Si può dissentire, ma non dimenticare che ogni arte è stata “moderna”, ossia appartenente al suo contesto storico e sociale e proiettata in avanti. Anche l’uso della prospettiva, nel quattrocento italiano, rappresentava una rottura con il passato. Lo stesso Giotto, pur avendola intuita, usava la “prospettiva parallela” (assonometria), cui i “lettori delle opere d’arte”[8] erano abituati ed in rare occasioni (una, che io sappia, si direbbe per prova), la prospettiva centrale, in una tavola minore di una pala d’altare conservata al Louvre. Rompere con il passato è difficile, ma «offre quell’esperienza non mediata che tutti i media precedenti hanno cercato, ma non sono mai riusciti a raggiungere.»[9] Una forma di ricostituzione dei significati, e di ristrutturazione e rimediazione di elementi già esistenti che ubbidisce alla geniale intuizione di Marshall McLuhan: «Il contenuto di un medium è sempre un altro medium». In altre parole, per rimediazione s’intende la rappresentazione di un medium all’interno di un altro medium, ma anche la rimediazione delle esperienze, delle logiche, dei concetti, ossia di tutto quanto abbia avuto valore in precedenza, per una parte della società.
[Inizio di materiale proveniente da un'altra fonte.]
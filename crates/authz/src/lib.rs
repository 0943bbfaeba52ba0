//! Authentication primitives and authorization policies.

pub mod policy;
pub mod principal;
pub mod token;

pub use policy::{can_create, can_modify, NOT_OWNER_MESSAGE};
pub use principal::{Principal, Role};
pub use token::{Claims, TokenCodec, TokenError};
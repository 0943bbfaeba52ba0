//! Named routes of the ads module.

/// Mount point of the module, see `AdsModule::name`.
pub const BASE: &str = "/ads";

/// Every page the module serves. Links and redirects are built from here.
#[derive(Debug, Clone, PartialEq, Eq)]
pub enum AdRoute<'a> {
    Index { page: u64 },
    Show { slug: &'a str },
    Create,
    Edit { slug: &'a str },
    Delete { slug: &'a str },
}

impl AdRoute<'_> {
    pub fn path(&self) -> String {
        match self {
            Self::Index { page } if *page <= 1 => BASE.to_string(),
            Self::Index { page } => format!("{BASE}/{page}"),
            Self::Show { slug } => format!("{BASE}/{slug}"),
            Self::Create => format!("{BASE}/new"),
            Self::Edit { slug } => format!("{BASE}/{slug}/edit"),
            Self::Delete { slug } => format!("{BASE}/{slug}/delete"),
        }
    }
}

/// A path segment under the base is either a page number or a slug.
#[derive(Debug, Clone, Copy, PartialEq, Eq)]
pub enum Segment<'a> {
    Page(u64),
    Slug(&'a str),
}

impl<'a> Segment<'a> {
    /// Digit-only segments are pages; slugs are never purely numeric.
    /// Pages too large for `u64` saturate.
    pub fn parse(segment: &'a str) -> Self {
        if !segment.is_empty() && segment.bytes().all(|b| b.is_ascii_digit()) {
            Self::Page(segment.parse().unwrap_or(u64::MAX))
        } else {
            Self::Slug(segment)
        }
    }
}
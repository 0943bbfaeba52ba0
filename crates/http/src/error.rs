//! Error handling for the HTTP layer

use axum::{
    http::StatusCode,
    response::{IntoResponse, Response},
    Json,
};
use serde::Serialize;
use thiserror::Error;
use time::OffsetDateTime;
use uuid::Uuid;

/// Standard error response format for all HTTP errors
#[derive(Debug, Serialize)]
pub struct ErrorBody {
    pub details: Vec<serde_json::Value>,
    pub message: String,
    pub code: String,
    pub trace_id: String,
    pub timestamp: String,
}

#[derive(Debug, Serialize)]
struct ErrorEnvelope {
    error: ErrorBody,
}

/// Application error types that map to HTTP responses
#[derive(Error, Debug)]
pub enum AppError {
    #[error("not found: {message}")]
    NotFound { message: String, code: String },

    #[error("unauthorized: {message}")]
    Unauthorized { message: String, code: String },

    #[error("forbidden: {message}")]
    Forbidden { message: String, code: String },

    #[error("bad request: {message}")]
    BadRequest { message: String, code: String },

    #[error(transparent)]
    Internal(#[from] anyhow::Error),
}

impl AppError {
    /// Create a not found error
    pub fn not_found(message: impl Into<String>) -> Self {
        Self::NotFound {
            message: message.into(),
            code: "not_found".to_string(),
        }
    }

    /// Create an unauthorized error
    pub fn unauthorized(message: impl Into<String>) -> Self {
        Self::Unauthorized {
            message: message.into(),
            code: "unauthorized".to_string(),
        }
    }

    /// Create a forbidden error
    pub fn forbidden(message: impl Into<String>) -> Self {
        Self::Forbidden {
            message: message.into(),
            code: "forbidden".to_string(),
        }
    }

    /// Create a bad request error
    pub fn bad_request(message: impl Into<String>) -> Self {
        Self::BadRequest {
            message: message.into(),
            code: "bad_request".to_string(),
        }
    }

    pub fn status(&self) -> StatusCode {
        match self {
            AppError::NotFound { .. } => StatusCode::NOT_FOUND,
            AppError::Unauthorized { .. } => StatusCode::UNAUTHORIZED,
            AppError::Forbidden { .. } => StatusCode::FORBIDDEN,
            AppError::BadRequest { .. } => StatusCode::BAD_REQUEST,
            AppError::Internal(_) => StatusCode::INTERNAL_SERVER_ERROR,
        }
    }
}

impl IntoResponse for AppError {
    fn into_response(self) -> Response {
        let error_id = Uuid::new_v4();
        let timestamp = OffsetDateTime::now_utc().to_string();
        let status = self.status();

        let (error_code, message) = match self {
            AppError::NotFound { message, code }
            | AppError::Unauthorized { message, code }
            | AppError::Forbidden { message, code }
            | AppError::BadRequest { message, code } => (code, message),
            AppError::Internal(e) => ("internal_error".to_string(), format!("{e:#}")),
        };

        if status.is_server_error() {
            tracing::error!(
                error_id = %error_id,
                error_code = %error_code,
                status_code = %status.as_u16(),
                error = %message,
                "Request error"
            );
        } else {
            tracing::warn!(
                error_id = %error_id,
                error_code = %error_code,
                status_code = %status.as_u16(),
                "Request rejected"
            );
        }

        // Internal details stay in the logs for release builds
        let message = if cfg!(not(debug_assertions)) && status == StatusCode::INTERNAL_SERVER_ERROR
        {
            "An internal server error occurred".to_string()
        } else {
            message
        };

        let envelope = ErrorEnvelope {
            error: ErrorBody {
                details: Vec::new(),
                message,
                code: error_code,
                trace_id: error_id.to_string(),
                timestamp,
            },
        };

        (status, Json(envelope)).into_response()
    }
}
E occorre dire che mai come oggi, a causa della democratizzazione dei media (basti pensare alla musica, all’animazione, alla grafica e allo sviluppo degli stessi software), abbiamo modo di vedere on line progetti che nulla hanno da invidiare a quelli promossi da aziende famose e artisti conosciuti. Il web ha reso possibile l’emergere di un sottobosco silenzioso di artisti che hanno potuto promuovere le loro idee come mai avrebbero fatto prima. Idee che si sono tradotte in parole, musica, grafica, animazione, ma anche in una ibridazione di queste singole tecnologie, in nuovi modi di esprimersi che sarebbero stati impossibili da perseguire nel passato. Proprio questa libertà di espressione, genuina, coraggiosa, multietnica e globalizzata è la strada più luminosa che ci ha regalato la nuova tecnologia e percorrerla in ogni senso, trovandovi nuovi spazi e nuove vie, non può non essere nella volontà di chi ama l’arte. Da sempre.

 

[1] UNESCO 2003 art. 2, par. 1. La traduzione italiana della convenzione utilizzata in questo testo è a cura della Commissione nazionale italiana per l’UNESCO.
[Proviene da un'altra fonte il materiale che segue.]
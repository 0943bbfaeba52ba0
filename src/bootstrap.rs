//! Application assembly: database, modules and HTTP services.

use std::sync::Arc;

use anyhow::Context;
use classifieds_authz::TokenCodec;
use classifieds_http::{auth::Authenticator, session::MemoryFlashStore, HttpServices};
use classifieds_kernel::{settings::Settings, InitCtx, ModuleRegistry};
use sea_orm::DatabaseConnection;

use crate::modules;

/// Connected database plus the registered modules.
pub struct App {
    pub db: DatabaseConnection,
    pub registry: ModuleRegistry,
}

impl App {
    pub async fn build(settings: &Settings) -> anyhow::Result<Self> {
        let db = classifieds_db::connect(&settings.database).await?;
        let mut registry = ModuleRegistry::new();
        modules::register_all(&mut registry, &db, settings)?;
        Ok(Self { db, registry })
    }

    pub async fn migrate(&self) -> anyhow::Result<usize> {
        classifieds_db::run_migrations(&self.db, &self.registry.collect_migrations())
            .await
            .context("failed to apply migrations")
    }
}

/// Token codec configured from `auth` settings.
pub fn token_codec(settings: &Settings) -> TokenCodec {
    TokenCodec::new(&settings.auth.jwt_secret, settings.auth.token_ttl_secs)
}

pub fn http_services(settings: &Settings) -> HttpServices {
    HttpServices {
        flash: Arc::new(MemoryFlashStore::new()),
        authenticator: Arc::new(Authenticator::new(
            token_codec(settings),
            settings.auth.token_cookie.clone(),
        )),
    }
}

/// Apply pending migrations and exit.
pub async fn migrate(settings: &Settings) -> anyhow::Result<usize> {
    let app = App::build(settings).await?;
    let applied = app.migrate().await?;
    tracing::info!(applied, "migrations complete");
    Ok(applied)
}

/// Migrate, start every module and serve HTTP until shutdown.
pub async fn serve(settings: &Settings) -> anyhow::Result<()> {
    let app = App::build(settings).await?;
    app.migrate().await?;

    let ctx = InitCtx {
        settings,
        db: &app.db,
    };
    app.registry.init_all(&ctx).await?;
    app.registry.start_all(&ctx).await?;

    let served = classifieds_http::start_server(&app.registry, settings, http_services(settings)).await;

    app.registry.stop_all().await?;
    served
}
[5]Intervista a Pierre Levy sul concetto di intelligenza collettiva proposto nella sua opera: “L’intelligenza collettiva. Per un’antropologia del cyberspazio”
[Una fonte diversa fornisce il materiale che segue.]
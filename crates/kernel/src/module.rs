use async_trait::async_trait;
use axum::Router;
use sea_orm::DatabaseConnection;

/// Context provided to modules during initialization
pub struct InitCtx<'a> {
    pub settings: &'a crate::settings::Settings,
    pub db: &'a DatabaseConnection,
}

/// Migration definition for modules
///
/// `up` holds one or more `;`-separated statements written in the SQL subset
/// shared by SQLite and PostgreSQL.
#[derive(Debug, Clone)]
pub struct Migration {
    pub id: &'static str,
    pub up: &'static str,
}

/// Core module trait that all application modules must implement
#[async_trait]
pub trait Module: Sync + Send {
    /// Unique name for this module, also its mount point (`/{name}`)
    fn name(&self) -> &'static str;

    /// Initialize the module with the provided context
    /// Called during application startup after migrations
    async fn init(&self, _ctx: &InitCtx<'_>) -> anyhow::Result<()> {
        Ok(())
    }

    /// Return the Axum router for this module's routes
    fn routes(&self) -> Router {
        Router::new()
    }

    /// Return migrations contributed by this module
    /// Migrations are executed in the order returned
    fn migrations(&self) -> Vec<Migration> {
        vec![]
    }

    /// Start background tasks for this module
    async fn start(&self, _ctx: &InitCtx<'_>) -> anyhow::Result<()> {
        Ok(())
    }

    /// Stop the module and clean up resources
    /// Called during application shutdown
    async fn stop(&self) -> anyhow::Result<()> {
        Ok(())
    }
}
[6] Stanley Cavell (Atlanta, 1º settembre 1926) è un filosofo statunitense

[7] J. D. Bolter e R. Grusin . “Remedition”, op. cit. Pag. 304.

[8] Parlo di lettori perché le opera artistiche erano il Vangelo degli analfabeti, che vi apprendevano le storia di Gesù, della Madonna e dei Santi

[9] J. D. Bolter e R. Grusin . “Remedition”,op. cit. Pag. 304.